Nuclear power has experienced a series of large accidents: Three Mile Island in 1979, Chernobyl in 1986, and Fukushima in 2011.

These events caused hostile public reaction and undermined the healthy development of nuclear power. Human error is inevitable, but the impact of accidents can be limited by introducing SMRs because an Emergency Planning Zone can be contained within the plant. One of the key characteristics of SMRs is passive safe technology.

A condo without a toilet

The third issue is radioactive waste disposal. 

Finland, Sweden and France have determined their final waste disposal sites. Other countries, including Japan, haven’t any concrete disposal plan. Spent fuels are temporally stored in the cooling pools of nuclear plant sites and will likely face a shortage of space in the near future. The public is very concerned about the lack of disposal sites, commenting that: “Nuclear is a condominium without a toilet.”

Negative nuclear outlooks

The fourth issue is proliferation risk. 

The Russian invasion of Ukraine and Putin’s threat of a possible use of nuclear weapons encourages non-nuclear weapon states to acquire one.

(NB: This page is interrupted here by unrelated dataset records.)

use super::nibbles::compact_encode;
use ethers::types::H256;
use ethers::utils::keccak256;
use ethers::utils::rlp::RlpStream;

/// In-memory Merkle-Patricia node. Paths are nibble sequences.
#[derive(Clone, Debug, PartialEq, Eq)]
pub enum Node {
    Empty,
    Leaf { path: Vec<u8>, value: Vec<u8> },
    Extension { path: Vec<u8>, child: Box<Node> },
    Branch { children: Box<[Node; 16]>, value: Option<Vec<u8>> },
}

impl Node {
    pub fn empty_branch() -> [Node; 16] {
        std::array::from_fn(|_| Node::Empty)
    }

    /// Canonical RLP encoding of the node.
    pub fn encode(&self) -> Vec<u8> {
        match self {
            Node::Empty => vec![0x80],
            Node::Leaf { path, value } => {
                let mut stream = RlpStream::new_list(2);
                stream.append(&compact_encode(path, true));
                stream.append(value);
                stream.out().to_vec()
            }
            Node::Extension { path, child } => {
                let mut stream = RlpStream::new_list(2);
                stream.append(&compact_encode(path, false));
                append_child(&mut stream, child);
                stream.out().to_vec()
            }
            Node::Branch { children, value } => {
                let mut stream = RlpStream::new_list(17);
                for child in children.iter() {
                    append_child(&mut stream, child);
                }
                match value {
                    Some(value) => stream.append(value),
                    None => stream.append_empty_data(),
                };
                stream.out().to_vec()
            }
        }
    }

    pub fn hash(&self) -> H256 {
        H256::from(keccak256(self.encode()))
    }

    /// Nodes under 32 bytes are embedded in their parent; larger ones are
    /// referenced by hash and must appear in a proof.
    pub fn is_hash_referenced(&self) -> bool {
        self.encode().len() >= 32
    }
}

fn append_child(stream: &mut RlpStream, child: &Node) {
    if let Node::Empty = child {
        stream.append_empty_data();
        return;
    }
    let encoded = child.encode();
    if encoded.len() < 32 {
        stream.append_raw(&encoded, 1);
    } else {
        stream.append(&keccak256(&encoded).to_vec());
    }
}

#[cfg(test)]
mod tests {
    use super::*;

    #[test]
    fn empty_node_hash_is_empty_trie_root() {
        let expected: H256 = "0x56e81f171bcc55a6ff8345e692c0f86e5b48e01b996cadc001622fb5e363b421"
            .parse()
            .unwrap();
        assert_eq!(Node::Empty.hash(), expected);
    }

    #[test]
    fn small_children_are_embedded() {
        let leaf = Node::Leaf { path: vec![1], value: vec![0x01] };
        assert!(!leaf.is_hash_referenced());

        let mut children = Node::empty_branch();
        children[3] = leaf.clone();
        let branch = Node::Branch { children: Box::new(children), value: None };
        let encoded = branch.encode();
        // The embedded leaf's RLP appears verbatim in the parent
        let leaf_rlp = leaf.encode();
        assert!(encoded.windows(leaf_rlp.len()).any(|w| w == leaf_rlp.as_slice()));
    }

    #[test]
    fn large_children_are_hashed() {
        let leaf = Node::Leaf { path: vec![1, 2], value: vec![0xaa; 40] };
        assert!(leaf.is_hash_referenced());
        let ext = Node::Extension { path: vec![0], child: Box::new(leaf.clone()) };
        let encoded = ext.encode();
        let hash = leaf.hash();
        assert!(encoded.windows(32).any(|w| w == hash.as_bytes()));
    }
}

The current large light water reactor paradigm is proliferation-prone because it needs the uranium enrichment process for fuels and reprocessing of spent fuels, producing plutonium - both of which are weapons technology.

Tried and tested

Nuclear

Is there technology which satisfies these conditions? 

Yes, there is: the Integral Fast Reactor of the Argonne/Idaho National Laboratory in the US.

The reactor is a sodium-coolant fast neutron reactor with pyro-processing and proved its passive safety in a 1986 experiment. As a closed system it is difficult for terrorists to seize plutonium. Pyroprocessing makes it more difficult to reprocess pure plutonium for weapon use, because it separates highly radioactive minor actinides together with Pu. It is proliferation resistant. 

The final radioactive waste of the IFR diminishes its toxicity within 300 years, much shorter than the spent fuels period of 100-300,000 years. To find the disposal site would be much easier.

Applied in real life

This technology is applicable to the melt-down debris of the Fukushima Daiichi NPP. Debris cannot be transported out of Fukushima prefecture, but a 300-year storage site can be developed in Fukushima. If this is tested successfully in Fukushima, it can be applied to any NPP site in Japan. 

This SMR will be developed as a “nuclear incinerator”.  Korea is interested in this technology.  And the US-Japan-Korea coalition after the Camp David summit last year decided it should develop this IFR together as a model of sustainable nuclear system.